How to complete this task:
Without changing anything, set down every line shown below.

***** Source material

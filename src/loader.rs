use crate::error::GradeError;
use crate::types::{
    CampaignRecord, CampaignTable, RawRow, COL_LEADS, COL_REVENUE, COL_SALES, COL_SPEND,
};
use crate::util::{decode_text, parse_f64_cell};
use crate::validate::validate_columns;
use csv::ReaderBuilder;
use std::path::Path;
use tracing::{debug, info};

/// Read, decode and parse a campaign CSV from disk.
pub fn load_campaigns(path: &Path) -> Result<CampaignTable, GradeError> {
    let bytes = std::fs::read(path)?;
    if std::str::from_utf8(&bytes).is_err() {
        debug!(path = %path.display(), "input is not valid UTF-8, reading as Latin-1");
    }
    let table = parse_campaigns(&decode_text(bytes))?;
    info!(
        path = %path.display(),
        rows = table.records.len(),
        columns = table.headers.len(),
        "loaded campaign data"
    );
    Ok(table)
}

/// Parse already-decoded CSV text.
///
/// The header is validated before any row is read. A non-numeric value in a
/// numeric column aborts the whole load; empty numeric cells become `None`.
pub fn parse_campaigns(text: &str) -> Result<CampaignTable, GradeError> {
    let mut rdr = ReaderBuilder::new().flexible(true).from_reader(text.as_bytes());
    let headers = rdr.headers()?.clone();
    validate_columns(&headers)?;

    let mut records = Vec::new();
    for (idx, result) in rdr.records().enumerate() {
        let row_no = idx + 1;
        let source = result?;
        let row: RawRow = source.deserialize(Some(&headers))?;

        let numeric = |value: Option<&str>, column: &'static str| {
            parse_f64_cell(value).map_err(|value| GradeError::MalformedInput {
                row: row_no,
                column,
                value,
            })
        };
        let total_spend = numeric(row.total_spend.as_deref(), COL_SPEND)?;
        let total_leads = numeric(row.total_leads.as_deref(), COL_LEADS)?;
        let total_sales = numeric(row.total_sales.as_deref(), COL_SALES)?;
        let revenue = numeric(row.revenue.as_deref(), COL_REVENUE)?;

        records.push(CampaignRecord {
            name: row.campaign.unwrap_or_default().trim().to_string(),
            total_spend,
            total_leads,
            total_sales,
            revenue,
            source,
        });
    }

    if records.is_empty() {
        return Err(GradeError::EmptyDataset);
    }
    Ok(CampaignTable { headers, records })
}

**********

Response area:
filename src/loader.rs
use crate::error::GradeError;
use crate::types::{
    CampaignRecord, CampaignTable, RawRow, COL_LEADS, COL_REVENUE, COL_SALES, COL_SPEND,
};
use crate::util::{decode_text, parse_f64_cell};
use crate::validate::validate_columns;
use csv::ReaderBuilder;
use std::path::Path;
use tracing::{debug, info};

/// Read, decode and parse a campaign CSV from disk.
pub fn load_campaigns(path: &Path) -> Result<CampaignTable, GradeError> {
    let bytes = std::fs::read(path)?;
    if std::str::from_utf8(&bytes).is_err() {
        debug!(path = %path.display(), "input is not valid UTF-8, reading as Latin-1");
    }
    let table = parse_campaigns(&decode_text(bytes))?;
    info!(
        path = %path.display(),
        rows = table.records.len(),
        columns = table.headers.len(),
        "loaded campaign data"
    );
    Ok(table)
}

/// Parse already-decoded CSV text.
///
/// The header is validated before any row is read. A non-numeric value in a
/// numeric column aborts the whole load; empty numeric cells become `None`.
pub fn parse_campaigns(text: &str) -> Result<CampaignTable, GradeError> {
    let mut rdr = ReaderBuilder::new().flexible(true).from_reader(text.as_bytes());
    let headers = rdr.headers()?.clone();
    validate_columns(&headers)?;

    let mut records = Vec::new();
    for (idx, result) in rdr.records().enumerate() {
        let row_no = idx + 1;
        let source = result?;
        let row: RawRow = source.deserialize(Some(&headers))?;

        let numeric = |value: Option<&str>, column: &'static str| {
            parse_f64_cell(value).map_err(|value| GradeError::MalformedInput {
                row: row_no,
                column,
                value,
            })
        };
        let total_spend = numeric(row.total_spend.as_deref(), COL_SPEND)?;
        let total_leads = numeric(row.total_leads.as_deref(), COL_LEADS)?;
        let total_sales = numeric(row.total_sales.as_deref(), COL_SALES)?;
        let revenue = numeric(row.revenue.as_deref(), COL_REVENUE)?;

        records.push(CampaignRecord {
            name: row.campaign.unwrap_or_default().trim().to_string(),
            total_spend,
            total_leads,
            total_sales,
            revenue,
            source,
        });
    }

    if records.is_empty() {
        return Err(GradeError::EmptyDataset);
    }
    Ok(CampaignTable { headers, records })
}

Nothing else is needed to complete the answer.